#### YOUR ASSIGNMENT:
What is the number of lines in the data below that contain "Dash"? Answer with that number and no other words.
SOURCE DATA START
use std::collections::BTreeSet;
use std::sync::LazyLock;

use regex::Regex;

use crate::editing::{EditBatch, EditError, EditorHost, Range};

// ASCII digits only: `٣.` or `１)` are text, not list numbers
static NUMBER_DOT: LazyLock<Regex> =
    LazyLock::new(|| Regex::new(r"^([0-9]+)\. ").expect("numbered marker pattern is valid"));
static NUMBER_PAREN: LazyLock<Regex> =
    LazyLock::new(|| Regex::new(r"^([0-9]+)\) ").expect("numbered marker pattern is valid"));

/// Marker types for list items
#[derive(Debug, Clone, Copy, PartialEq, Eq, Hash)]
pub enum ListMarker {
    Dash,        // "- "
    Star,        // "* "
    Plus,        // "+ "
    NumberDot,   // "1. ", "12. "
    NumberParen, // "1) ", "12) "
    None,
}

impl ListMarker {
    /// Text inserted when switching to this marker
    pub fn text(self) -> &'static str {
        match self {
            ListMarker::Dash => "- ",
            ListMarker::Star => "* ",
            ListMarker::Plus => "+ ",
            ListMarker::NumberDot => "1. ",
            ListMarker::NumberParen => "1) ",
            ListMarker::None => "",
        }
    }

    /// Marker at the start of `content` (text after the indentation)
    pub fn classify(content: &str) -> Self {
        if content.starts_with("- ") {
            ListMarker::Dash
        } else if content.starts_with("* ") {
            ListMarker::Star
        } else if content.starts_with("+ ") {
            ListMarker::Plus
        } else if NUMBER_DOT.is_match(content) {
            ListMarker::NumberDot
        } else if NUMBER_PAREN.is_match(content) {
            ListMarker::NumberParen
        } else {
            ListMarker::None
        }
    }

    /// Characters (not bytes) this marker occupies at the start of
    /// `content`. Numbered markers are `digits + 2` wide.
    pub fn width_in(self, content: &str) -> usize {
        let digits = |pattern: &Regex| {
            pattern
                .captures(content)
                .and_then(|caps| caps.get(1))
                .map_or(0, |m| m.as_str().chars().count())
        };
        match self {
            ListMarker::Dash | ListMarker::Star | ListMarker::Plus => 2,
            ListMarker::NumberDot => digits(&NUMBER_DOT) + 2,
            ListMarker::NumberParen => digits(&NUMBER_PAREN) + 2,
            ListMarker::None => 0,
        }
    }

    /// Parse a configured candidate such as `"-"` or `"1."`
    pub fn from_candidate(candidate: &str) -> Option<Self> {
        match format!("{candidate} ").as_str() {
            "- " => Some(ListMarker::Dash),
            "* " => Some(ListMarker::Star),
            "+ " => Some(ListMarker::Plus),
            "1. " => Some(ListMarker::NumberDot),
            "1) " => Some(ListMarker::NumberParen),
            _ => None,
        }
    }
}

/// Ordered cycle of markers visited by repeated toggles.
///
/// The last entry is always [`ListMarker::None`], so cycling eventually
/// removes the marker again.
#[derive(Debug, Clone, PartialEq, Eq)]
pub struct MarkerCycle {
    order: Vec<ListMarker>,
}

impl Default for MarkerCycle {
    fn default() -> Self {
        Self {
            order: vec![
                ListMarker::Dash,
                ListMarker::Star,
                ListMarker::Plus,
                ListMarker::NumberDot,
                ListMarker::NumberParen,
                ListMarker::None,
            ],
        }
    }
}

impl MarkerCycle {
    /// Build the cycle from configured candidates; unknown entries are
    /// dropped and an absent or unusable list gives the default cycle
    pub fn from_candidates(candidates: Option<&[String]>) -> Self {
        let Some(candidates) = candidates else {
            return Self::default();
        };

        let mut order: Vec<ListMarker> = candidates
            .iter()
            .filter_map(|candidate| {
                let marker = ListMarker::from_candidate(candidate);
                if marker.is_none() {
                    log::debug!("ignoring unknown list marker candidate {candidate:?}");
                }
                marker
            })
            .collect();

        if order.is_empty() {
            return Self::default();
        }
        order.push(ListMarker::None);
        Self { order }
    }

    pub fn markers(&self) -> &[ListMarker] {
        &self.order
    }

    /// Successor of `current`; markers outside the cycle restart it
    pub fn next(&self, current: ListMarker) -> ListMarker {
        self.order
            .iter()
            .position(|&marker| marker == current)
            .and_then(|index| self.order.get(index + 1))
            .or_else(|| self.order.first())
            .copied()
            .unwrap_or(ListMarker::None)
    }
}

/// Edits for one list toggle plus the lines they touch
#[derive(Debug, Clone, PartialEq, Eq)]
pub struct ListEdit {
    pub batch: EditBatch,
    pub lines: Vec<usize>,
}

/// Advance the list marker of every selected line by one cycle step
pub fn toggle_list<H: EditorHost + ?Sized>(host: &H) -> Result<ListEdit, EditError> {
    let candidates = host.list_candidates();
    let cycle = MarkerCycle::from_candidates(candidates.as_deref());

    let lines: BTreeSet<usize> = host
        .selections()
        .iter()
        .flat_map(|selection| {
            if selection.is_empty() {
                selection.active.line..=selection.active.line
            } else {
                selection.start().line..=selection.end().line
            }
        })
        .collect();

    let mut batch = EditBatch::new();
    for &line in &lines {
        let text = host.require_line(line)?;
        if let Some((range, marker)) = marker_edit(&text, line, &cycle) {
            batch.replace(range, marker);
        }
    }

    log::debug!(
        "list toggle: {} edit(s) over {} line(s)",
        batch.len(),
        lines.len()
    );

    Ok(ListEdit {
        batch,
        lines: lines.into_iter().collect(),
    })
}

/// Replacement of the current marker on one line, `None` when nothing changes
fn marker_edit(
    text: &str,
    line: usize,
    cycle: &MarkerCycle,
) -> Option<(Range, &'static str)> {
    let indent = indentation(text);
    let content: String = text.chars().skip(indent).collect();
    let current = ListMarker::classify(&content);
    let next = cycle.next(current);
    let width = current.width_in(&content);

    log::trace!("line {line}: {current:?} -> {next:?}");
    if width == 0 && next.text().is_empty() {
        return None;
    }
    Some((Range::on_line(line, indent, indent + width), next.text()))
}

/// Leading whitespace in chars; a blank line counts entirely as indentation
fn indentation(text: &str) -> usize {
    let total = text.chars().count();
    let leading = text.chars().take_while(|c| c.is_whitespace()).count();
    if leading == total { total } else { leading }
}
SOURCE DATA END
#### ANSWER SECTION:
6